BREATHLESS by Dakota Harrison

Publisher: Samhain
Date published: 10/29/13
ISBN:
978-1-61921-652-5
Western romance
Ebook
Reviewed by Helen



Obtained via publisher

Rating: 2

 

Emma fells that her life is destroyed so she runs away from Australia to western Colorado and buys a home in a tiny town sight unseen.  Inevitably the house is somewhat rundown and needs maintenance, and also inevitably everyone in the small town starts talking about her guessing as to why she’s there. 

Gabe’s heart was inevitably broken in the past, but he can’t help feeling sorry for her and helping her.

In the interests of full disclosure I need to say that I am Australian and have lived there all my life, although I have traveled all over the world as well. 

The characters are sweet and nice, and the story is okay, but it just didn’t really give me that warm feeling I was looking for.  The entire book is too close to a Great Big Misunderstanding.  No one knows why Emma left Australia or why Gabe is so determined to dislike and avoid women.  As is typical in such stories characters are using this to gain advantage and/or cause trouble and the main characters are “helpless” to do anything about it, feeling themselves unable to ask direct and pertinent questions.  (until almost the end of the book).  A bit of a cliché’d plot, I thought.

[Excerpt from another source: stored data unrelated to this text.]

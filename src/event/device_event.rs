// SPDX-License-Identifier: MPL-2.0
// This Source Code Form is subject to the terms of the Mozilla Public
// License, v. 2.0. If a copy of the MPL was not distributed with this
// file, You can obtain one at https://mozilla.org/MPL/2.0/.

//! Device event types.

use std::time::Duration;

use serde::{Deserialize, Serialize};

use crate::capabilities::{Capability, CapabilityValue};

use super::DeviceId;

/// Events emitted by the poller.
///
/// These events report the device lifecycle, polling sessions, capability
/// pushes and the unreachable/rediscovery cycle. All events carry the
/// device id they concern.
///
/// # Examples
///
/// ```
/// use kasa_poller::event::{DeviceEvent, DeviceId};
///
/// let device_id = DeviceId::new();
///
/// let added = DeviceEvent::DeviceAdded { device_id };
/// let offline = DeviceEvent::Unreachable { device_id, count: 3 };
///
/// assert_eq!(offline.device_id(), device_id);
/// assert!(!added.is_availability_event());
/// ```
#[derive(Debug, Clone, PartialEq, Serialize, Deserialize)]
#[serde(tag = "event", rename_all = "snake_case")]
pub enum DeviceEvent {
    /// A device was registered with the poller.
    DeviceAdded {
        /// The ID of the added device.
        device_id: DeviceId,
    },

    /// A device was removed from the poller.
    DeviceRemoved {
        /// The ID of the removed device.
        device_id: DeviceId,
    },

    /// A polling session started.
    PollingStarted {
        /// The ID of the device.
        device_id: DeviceId,
        /// Effective tick period, jitter included.
        period: Duration,
    },

    /// A polling session stopped.
    PollingStopped {
        /// The ID of the device.
        device_id: DeviceId,
    },

    /// A changed value was pushed to the host.
    CapabilityChanged {
        /// The ID of the device.
        device_id: DeviceId,
        /// The capability.
        capability: Capability,
        /// The pushed value.
        value: CapabilityValue,
    },

    /// A tick failed because the device was unreachable.
    Unreachable {
        /// The ID of the device.
        device_id: DeviceId,
        /// Consecutive unreachable failures so far.
        count: u64,
    },

    /// The device was marked available or unavailable on the host.
    AvailabilityChanged {
        /// The ID of the device.
        device_id: DeviceId,
        /// Whether the device is now available.
        available: bool,
        /// Reason given when marked unavailable.
        reason: Option<String>,
    },

    /// A rediscovery run started.
    RediscoveryStarted {
        /// The ID of the device.
        device_id: DeviceId,
    },

    /// A rediscovery run found the device.
    Rediscovered {
        /// The ID of the device.
        device_id: DeviceId,
        /// The device's new address.
        address: String,
    },

    /// A rediscovery run ended without finding the device.
    RediscoveryFailed {
        /// The ID of the device.
        device_id: DeviceId,
    },
}

impl DeviceEvent {
    /// Returns the device ID associated with this event.
    #[must_use]
    pub fn device_id(&self) -> DeviceId {
        match self {
            Self::DeviceAdded { device_id }
            | Self::DeviceRemoved { device_id }
            | Self::PollingStarted { device_id, .. }
            | Self::PollingStopped { device_id }
            | Self::CapabilityChanged { device_id, .. }
            | Self::Unreachable { device_id, .. }
            | Self::AvailabilityChanged { device_id, .. }
            | Self::RediscoveryStarted { device_id }
            | Self::Rediscovered { device_id, .. }
            | Self::RediscoveryFailed { device_id } => *device_id,
        }
    }

    /// Creates a device added event.
    #[must_use]
    pub fn device_added(device_id: DeviceId) -> Self {
        Self::DeviceAdded { device_id }
    }

    /// Creates a device removed event.
    #[must_use]
    pub fn device_removed(device_id: DeviceId) -> Self {
        Self::DeviceRemoved { device_id }
    }

    /// Creates an availability event for a device coming back.
    #[must_use]
    pub fn available(device_id: DeviceId) -> Self {
        Self::AvailabilityChanged {
            device_id,
            available: true,
            reason: None,
        }
    }

    /// Creates an availability event for a device going away.
    #[must_use]
    pub fn unavailable(device_id: DeviceId, reason: impl Into<String>) -> Self {
        Self::AvailabilityChanged {
            device_id,
            available: false,
            reason: Some(reason.into()),
        }
    }

    /// Returns `true` if this is an availability event.
    #[must_use]
    pub fn is_availability_event(&self) -> bool {
        matches!(self, Self::AvailabilityChanged { .. })
    }

    /// Returns `true` if this is part of the rediscovery cycle.
    #[must_use]
    pub fn is_rediscovery_event(&self) -> bool {
        matches!(
            self,
            Self::RediscoveryStarted { .. }
                | Self::Rediscovered { .. }
                | Self::RediscoveryFailed { .. }
        )
    }
}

Another issue for me was that the only “Australian” thing about Emma is her use of “bloody” as a swear word (which is widespread in Britain and many other places as well) and the fact that she has an accent (which would be the case wherever she came from, including the deep South).  While not wanting her to be a caricature Australian, I did expect her to have one or two standard “Australian” traits even if it was only something as superficial as a love of swimming and a devastating backhand when she plays tennis.

While being well aware that no matter where a person travels, people are the same underneath, having chosen to make the heroine a different nationality, I expected the national differences to be integrated into the plot.  For example according to Google the climate of western Colorado regularly reaches zero degrees F in winter and seldom exceeds 100 degrees F in summer.  No matter where she comes from in Australia she would consider the winters very cold indeed, and the summers only mild.  Temperatures in Australia almost never drop below 40 degrees F.  So for someone moving to a place where zero degrees F is normal in winter that should be a major plot point.  Why the dramatic change? Does she love to ski? Since the author says she lives in Queensland, Australia, I really don’t know why she didn’t get this right.

Well enough written, and with reasonable characters, but superficial, and not very satisfying.



This is an objective review and not an endorsement of this book.